Anejo is a Mexican restaurant dedicated to all things tequila.
Taking over the underground cave that was once the Bier Markt, the basement space of this heritage building has transformed into a sultry den for sipping on deadly, dance-inducing drinks from the blue agave plant.
This arrival of this Calgary transplant, whose original location currently holds the title for the country's largest tequila selection, could potentially solidify Toronto as a tequila town.
Our Anejo doesn't have nearly as many different tequilas as its Calgary counterpart (around 70, compared to a whopping 250, which we can thank Ontario's liquor laws for). Still, compared to the few other tequila bars in the city, it's a staggering number.
The decor here is all sugar skulls, dim lighting, and custom lamps made from the quintessential blue-and-white tequila decanters of Clase Azul. For your drunken entertainment, a projector on the back wall plays Nacho Libre, because, you know, nachos.
The backlit bar is really the focal point here, with the selection of blancos, jovens, reposados, anejos, and extra anejos from mostly premium brands.
Aside from classics like the Don Julio 1942, and what will eventually be all the lines from Patron, there are rarities like the Guillermo Del Toronto x Patron blend, an upside-down skeleton-shaped bottle in an ornate box that'll cost you $120 per shot.
That's small beans compared to the most expensive shot you can get here (for now, anyway—options are expected to surge to $2,500). For $400 you can throw back an ounce of the Clase Azul's Ultra Extra Anejo, a double-distilled tequila aged in Sherry Oak casks.
Cue Anejo's handy happy hour, or "Halfy Hour", which happens twice a day. In case you don't want to spend half a month's rent on booze, all tequila is half-off, even the premium ones, and all cocktails are $6 between 3-5 p.m., or 10 p.m-midnight.
For margaritas, the chili coconut ($12 for 1.5 oz) has been wildly popular. The coconut syrup, habanero, and lime flavours are definitely a unique way to consume some blanco.
The Mez Tai ($18), a mix of Coco Lopez, dry curaçao, avocado seed falernum and 2 oz of mezcal, is my personal favourite. Extra points for the biodegradable straw, made from agave (very on-brand) that does't mush in your mouth like paper straws.
The El Jefe ($18) is a Manhattan that uses Tromba blanco that's been aged into a reposado in small barrels behind the bar.
If you're a party (or just want to get drunk fast) all margaritas come in a jug option ($70 and up) for 9 0z of booze.
Food-wise there's a number of good options. The guacamole ($15) is pretty good.
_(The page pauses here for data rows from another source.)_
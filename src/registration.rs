//! Provider registration types.

use std::any::Any;
use std::future::Future;
use std::sync::Arc;

use ahash::AHashMap;
use futures::future::BoxFuture;
use futures::FutureExt;

use crate::error::{BoxError, DiError, DiResult};
use crate::internal::Teardown;
use crate::key::Key;
use crate::lifetime::{Lifetime, ScopeExit};
use crate::settings::Profile;

// ResolverContext is defined in provider module
pub(crate) use crate::provider::ResolverContext;

// Type-erased Arc for storage
pub(crate) type AnyArc = Arc<dyn Any + Send + Sync>;

/// Type-erased async constructor.
pub(crate) type Ctor = Arc<dyn Fn(ResolverContext) -> BoxFuture<'static, DiResult<Provided>> + Send + Sync>;

type TypedTeardown<T> = Box<dyn FnOnce(Arc<T>, ScopeExit) -> BoxFuture<'static, Result<(), BoxError>> + Send>;

/// What a factory hands back: the value plus an optional teardown.
///
/// The teardown runs when the scope instance caching the value closes and
/// receives the [`ScopeExit`] of the body that scope bracketed.
///
/// # Examples
///
/// ```rust
/// use scopewire::{Provision, ScopeExit};
///
/// struct Pool;
///
/// let plain = Provision::new(Pool);
/// let managed = Provision::with_teardown(Pool, |_pool, exit: ScopeExit| async move {
///     println!("closing pool after {exit:?}");
///     Ok(())
/// });
/// # let _ = (plain, managed);
/// ```
pub struct Provision<T> {
    value: Arc<T>,
    teardown: Option<TypedTeardown<T>>,
}

impl<T: Send + Sync + 'static> Provision<T> {
    /// A value with no cleanup.
    pub fn new(value: T) -> Self {
        Self::from_arc(Arc::new(value))
    }

    /// An already shared value with no cleanup.
    pub fn from_arc(value: Arc<T>) -> Self {
        Self { value, teardown: None }
    }

    /// A value whose `teardown` runs when its scope instance closes.
    pub fn with_teardown<F, Fut>(value: T, teardown: F) -> Self
    where
        F: FnOnce(Arc<T>, ScopeExit) -> Fut + Send + 'static,
        Fut: Future<Output = Result<(), BoxError>> + Send + 'static,
    {
        Self {
            value: Arc::new(value),
            teardown: Some(Box::new(move |value, exit| teardown(value, exit).boxed())),
        }
    }

    /// The value this provision carries.
    pub fn value(&self) -> &Arc<T> {
        &self.value
    }

    pub(crate) fn into_provided(self) -> Provided {
        let teardown = self.teardown.map(|hook| {
            let value = self.value.clone();
            Box::new(move |exit| hook(value, exit)) as Teardown
        });
        Provided {
            value: self.value,
            teardown,
        }
    }
}

/// Type-erased factory output.
pub(crate) struct Provided {
    pub(crate) value: AnyArc,
    pub(crate) teardown: Option<Teardown>,
}

/// Provider registration with lifetime and constructor
pub(crate) struct Registration {
    pub(crate) lifetime: Lifetime,
    pub(crate) ctor: Ctor,
}

impl Registration {
    /// A constant: the same value on every resolution.
    pub(crate) fn constant<T: Send + Sync + 'static>(value: T) -> Self {
        let value: AnyArc = Arc::new(value);
        let ctor = move |_: ResolverContext| -> BoxFuture<'static, DiResult<Provided>> {
            let value = value.clone();
            async move { Ok(Provided { value, teardown: None }) }.boxed()
        };
        Self {
            lifetime: Lifetime::Constant,
            ctor: Arc::new(ctor),
        }
    }

    /// Wraps a typed async factory.
    pub(crate) fn factory<T, F, Fut>(lifetime: Lifetime, factory: F) -> Self
    where
        T: Send + Sync + 'static,
        F: Fn(ResolverContext) -> Fut + Send + Sync + 'static,
        Fut: Future<Output = Result<Provision<T>, BoxError>> + Send + 'static,
    {
        let service = std::any::type_name::<T>();
        let ctor = move |ctx: ResolverContext| -> BoxFuture<'static, DiResult<Provided>> {
            let fut = factory(ctx);
            async move {
                match fut.await {
                    Ok(provision) => Ok(provision.into_provided()),
                    // Resolution failures inside a factory keep their identity
                    Err(err) => match err.downcast::<DiError>() {
                        Ok(di) => Err(*di),
                        Err(other) => Err(DiError::factory(service, other)),
                    },
                }
            }
            .boxed()
        };
        Self {
            lifetime,
            ctor: Arc::new(ctor),
        }
    }
}

/// One default slot plus one slot per profile.
#[derive(Default)]
struct Slots {
    default: Option<Registration>,
    profiles: Vec<(Profile, Registration)>,
}

/// Provider registry holding all registrations
#[derive(Default)]
pub(crate) struct Registry {
    entries: AHashMap<Key, Slots>,
}

impl Registry {
    pub(crate) fn new() -> Self {
        Self::default()
    }

    /// Inserts a registration, rejecting a second one for the same slot.
    pub(crate) fn insert(
        &mut self,
        key: Key,
        profile: Option<Profile>,
        registration: Registration,
    ) -> DiResult<()> {
        let slots = self.entries.entry(key).or_default();
        let duplicate = DiError::DuplicateProvider {
            service: key.display_name(),
            profile,
        };
        match profile {
            None => {
                if slots.default.is_some() {
                    return Err(duplicate);
                }
                slots.default = Some(registration);
            }
            Some(profile) => {
                if slots.profiles.iter().any(|(p, _)| *p == profile) {
                    return Err(duplicate);
                }
                slots.profiles.push((profile, registration));
            }
        }
        Ok(())
    }

    /// Checks if a key has any registration
    pub(crate) fn contains_key(&self, key: &Key) -> bool {
        self.entries.contains_key(key)
    }

    /// Picks, per key, the registration for `profile`, falling back to the
    /// profile-less one. Keys bound only to other profiles are left out.
    pub(crate) fn select(self, profile: Option<Profile>) -> AHashMap<Key, Arc<Registration>> {
        let mut selected = AHashMap::with_capacity(self.entries.len());
        for (key, slots) in self.entries {
            let Slots { default, profiles } = slots;
            let chosen = profile
                .and_then(|active| {
                    profiles
                        .into_iter()
                        .find(|(p, _)| *p == active)
                        .map(|(_, reg)| reg)
                })
                .or(default);
            if let Some(reg) = chosen {
                selected.insert(key, Arc::new(reg));
            }
        }
        selected
    }
}

#[cfg(test)]
mod tests {
    use super::*;
    use crate::key::key_of_type;

    #[test]
    fn test_duplicate_slot_rejected() {
        let mut registry = Registry::new();
        let key = key_of_type::<u32>();
        registry.insert(key, None, Registration::constant(1u32)).unwrap();
        registry
            .insert(key, Some(Profile::Development), Registration::constant(2u32))
            .unwrap();

        assert!(matches!(
            registry.insert(key, None, Registration::constant(3u32)),
            Err(DiError::DuplicateProvider { profile: None, .. })
        ));
        assert!(matches!(
            registry.insert(key, Some(Profile::Development), Registration::constant(4u32)),
            Err(DiError::DuplicateProvider {
                profile: Some(Profile::Development),
                ..
            })
        ));
    }

    #[test]
    fn test_select_prefers_active_profile() {
        let mut registry = Registry::new();
        let shared = key_of_type::<u32>();
        let dev_only = key_of_type::<u64>();
        registry.insert(shared, None, Registration::constant(1u32)).unwrap();
        registry
            .insert(shared, Some(Profile::Production), Registration::constant(2u32))
            .unwrap();
        registry
            .insert(dev_only, Some(Profile::Development), Registration::constant(3u64))
            .unwrap();

        let selected = registry.select(Some(Profile::Production));
        assert!(selected.contains_key(&shared));
        assert!(!selected.contains_key(&dev_only));
    }
}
Served in a hulking molajete imported from Mexico, your avocado, cilantro, onions, tomatoes, and three types of salt are all mashed up table-side and served with tortilla chips.
The fundido traditional ($18), a.k.a. a cheese fondu, is a bubbling vat of Oaxaca cheese, mozzarella, and monterey.
A standout for me is a take on Chiles en Nogada, a traditional dish hailing from Puebla where poblano pepper ($26) is stuffed with pork belly.
The sauce is a rich mix of walnut and pecan sauce, with a pomegranate drizzle.
The molcajete de carne ($26) is a carnivore's meal with a mix of beef striploin, chorizo, and chicken in a pasila tomatillo sauce and Oaxaca cheese. Use the tortillas to make your own tacos.
You don't have to be a tequila savant to visit Anejo, but stay too long and you'll probably end up speaking Spanish by the time you leave.